▸ **Extracted data entries**

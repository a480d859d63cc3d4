//! Decoding of raw query responses into typed update records.
//!
//! Responses are trusted only as far as their shape can be checked. A
//! response without a `notification` list is structurally invalid and
//! decodes to `None`; malformed pieces inside an otherwise valid response are
//! dropped with a warning so the rest still decodes.

use serde::Serialize;
use serde_json::Value;

/// One (path, value) pair reported by a device.
#[derive(Debug, Clone, PartialEq, Serialize)]
pub struct UpdateRecord {
    pub path: String,
    pub value: Value,
    pub timestamp: Option<i64>,
}

impl UpdateRecord {
    pub fn new(path: impl Into<String>, value: Value) -> Self {
        Self {
            path: path.into(),
            value,
            timestamp: None,
        }
    }
}

#[derive(Debug, Clone, PartialEq, Default)]
pub struct Notification {
    pub updates: Vec<UpdateRecord>,
    pub timestamp: Option<i64>,
    pub prefix: Option<String>,
}

impl Notification {
    pub fn has_data(&self) -> bool {
        !self.updates.is_empty()
    }

    pub fn update_count(&self) -> usize {
        self.updates.len()
    }
}

/// A structurally valid response.
#[derive(Debug, Clone, PartialEq, Default)]
pub struct ParsedResponse {
    pub notifications: Vec<Notification>,
}

impl ParsedResponse {
    /// True when at least one notification carries updates.
    pub fn has_data(&self) -> bool {
        self.notifications.iter().any(Notification::has_data)
    }

    pub fn total_updates(&self) -> usize {
        self.notifications.iter().map(Notification::update_count).sum()
    }

    pub fn first_notification(&self) -> Option<&Notification> {
        self.notifications.first()
    }

    /// All updates across notifications, in response order.
    pub fn into_records(self) -> Vec<UpdateRecord> {
        self.notifications
            .into_iter()
            .flat_map(|n| n.updates)
            .collect()
    }
}

/// Decode a raw response. Returns `None` when the top-level shape is wrong.
pub fn decode(raw: &Value) -> Option<ParsedResponse> {
    let Some(object) = raw.as_object() else {
        tracing::warn!("Query response is not an object");
        return None;
    };

    let Some(field) = object.get("notification") else {
        tracing::debug!("Query response missing 'notification' field");
        return None;
    };

    let Some(raw_notifications) = field.as_array() else {
        tracing::warn!("Query response 'notification' field is not a list");
        return None;
    };

    let notifications: Vec<Notification> = raw_notifications
        .iter()
        .filter_map(decode_notification)
        .collect();

    let parsed = ParsedResponse { notifications };
    tracing::debug!(
        "Decoded response: {} notifications, {} updates",
        parsed.notifications.len(),
        parsed.total_updates()
    );
    Some(parsed)
}

fn decode_notification(raw: &Value) -> Option<Notification> {
    let Some(object) = raw.as_object() else {
        tracing::warn!("Notification is not an object, skipping");
        return None;
    };

    let raw_updates = match object.get("update") {
        None | Some(Value::Null) => &[][..],
        Some(Value::Array(updates)) => updates.as_slice(),
        Some(_) => {
            tracing::warn!("Notification 'update' field is not a list, skipping");
            return None;
        }
    };

    let timestamp = match object.get("timestamp") {
        None | Some(Value::Null) => None,
        Some(value) => {
            let coerced = coerce_timestamp(value);
            if coerced.is_none() {
                tracing::warn!("Invalid notification timestamp {}, ignoring", value);
            }
            coerced
        }
    };

    let prefix = match object.get("prefix") {
        None | Some(Value::Null) => None,
        Some(Value::String(prefix)) => Some(prefix.clone()),
        Some(other) => Some(other.to_string()),
    };

    let updates = raw_updates
        .iter()
        .filter_map(|update| decode_update(update, timestamp))
        .collect();

    Some(Notification {
        updates,
        timestamp,
        prefix,
    })
}

fn decode_update(raw: &Value, timestamp: Option<i64>) -> Option<UpdateRecord> {
    let Some(object) = raw.as_object() else {
        tracing::warn!("Update entry is not an object, skipping");
        return None;
    };

    let path = match object.get("path") {
        Some(Value::String(path)) => path.clone(),
        Some(Value::Null) | None => String::new(),
        Some(other) => other.to_string(),
    };

    Some(UpdateRecord {
        path,
        value: object.get("val").cloned().unwrap_or(Value::Null),
        timestamp,
    })
}

/// Integers pass through, floats are truncated, anything else is rejected.
fn coerce_timestamp(value: &Value) -> Option<i64> {
    match value {
        Value::Number(n) => n
            .as_i64()
            .or_else(|| n.as_u64().and_then(|u| i64::try_from(u).ok()))
            .or_else(|| n.as_f64().filter(|f| f.is_finite()).map(|f| f as i64)),
        _ => None,
    }
}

▸ **Work request**
Each of the records above is to be reproduced word for word.

▸ **Finished task**
repository a480d859d63cc3d4
//! Decoding of raw query responses into typed update records.
//!
//! Responses are trusted only as far as their shape can be checked. A
//! response without a `notification` list is structurally invalid and
//! decodes to `None`; malformed pieces inside an otherwise valid response are
//! dropped with a warning so the rest still decodes.

use serde::Serialize;
use serde_json::Value;

/// One (path, value) pair reported by a device.
#[derive(Debug, Clone, PartialEq, Serialize)]
pub struct UpdateRecord {
    pub path: String,
    pub value: Value,
    pub timestamp: Option<i64>,
}

impl UpdateRecord {
    pub fn new(path: impl Into<String>, value: Value) -> Self {
        Self {
            path: path.into(),
            value,
            timestamp: None,
        }
    }
}

#[derive(Debug, Clone, PartialEq, Default)]
pub struct Notification {
    pub updates: Vec<UpdateRecord>,
    pub timestamp: Option<i64>,
    pub prefix: Option<String>,
}

impl Notification {
    pub fn has_data(&self) -> bool {
        !self.updates.is_empty()
    }

    pub fn update_count(&self) -> usize {
        self.updates.len()
    }
}

/// A structurally valid response.
#[derive(Debug, Clone, PartialEq, Default)]
pub struct ParsedResponse {
    pub notifications: Vec<Notification>,
}

impl ParsedResponse {
    /// True when at least one notification carries updates.
    pub fn has_data(&self) -> bool {
        self.notifications.iter().any(Notification::has_data)
    }

    pub fn total_updates(&self) -> usize {
        self.notifications.iter().map(Notification::update_count).sum()
    }

    pub fn first_notification(&self) -> Option<&Notification> {
        self.notifications.first()
    }

    /// All updates across notifications, in response order.
    pub fn into_records(self) -> Vec<UpdateRecord> {
        self.notifications
            .into_iter()
            .flat_map(|n| n.updates)
            .collect()
    }
}

/// Decode a raw response. Returns `None` when the top-level shape is wrong.
pub fn decode(raw: &Value) -> Option<ParsedResponse> {
    let Some(object) = raw.as_object() else {
        tracing::warn!("Query response is not an object");
        return None;
    };

    let Some(field) = object.get("notification") else {
        tracing::debug!("Query response missing 'notification' field");
        return None;
    };

    let Some(raw_notifications) = field.as_array() else {
        tracing::warn!("Query response 'notification' field is not a list");
        return None;
    };

    let notifications: Vec<Notification> = raw_notifications
        .iter()
        .filter_map(decode_notification)
        .collect();

    let parsed = ParsedResponse { notifications };
    tracing::debug!(
        "Decoded response: {} notifications, {} updates",
        parsed.notifications.len(),
        parsed.total_updates()
    );
    Some(parsed)
}

fn decode_notification(raw: &Value) -> Option<Notification> {
    let Some(object) = raw.as_object() else {
        tracing::warn!("Notification is not an object, skipping");
        return None;
    };

    let raw_updates = match object.get("update") {
        None | Some(Value::Null) => &[][..],
        Some(Value::Array(updates)) => updates.as_slice(),
        Some(_) => {
            tracing::warn!("Notification 'update' field is not a list, skipping");
            return None;
        }
    };

    let timestamp = match object.get("timestamp") {
        None | Some(Value::Null) => None,
        Some(value) => {
            let coerced = coerce_timestamp(value);
            if coerced.is_none() {
                tracing::warn!("Invalid notification timestamp {}, ignoring", value);
            }
            coerced
        }
    };

    let prefix = match object.get("prefix") {
        None | Some(Value::Null) => None,
        Some(Value::String(prefix)) => Some(prefix.clone()),
        Some(other) => Some(other.to_string()),
    };

    let updates = raw_updates
        .iter()
        .filter_map(|update| decode_update(update, timestamp))
        .collect();

    Some(Notification {
        updates,
        timestamp,
        prefix,
    })
}

fn decode_update(raw: &Value, timestamp: Option<i64>) -> Option<UpdateRecord> {
    let Some(object) = raw.as_object() else {
        tracing::warn!("Update entry is not an object, skipping");
        return None;
    };

    let path = match object.get("path") {
        Some(Value::String(path)) => path.clone(),
        Some(Value::Null) | None => String::new(),
        Some(other) => other.to_string(),
    };

    Some(UpdateRecord {
        path,
        value: object.get("val").cloned().unwrap_or(Value::Null),
        timestamp,
    })
}

/// Integers pass through, floats are truncated, anything else is rejected.
fn coerce_timestamp(value: &Value) -> Option<i64> {
    match value {
        Value::Number(n) => n
            .as_i64()
            .or_else(|| n.as_u64().and_then(|u| i64::try_from(u).ok()))
            .or_else(|| n.as_f64().filter(|f| f.is_finite()).map(|f| f as i64)),
        _ => None,
    }
}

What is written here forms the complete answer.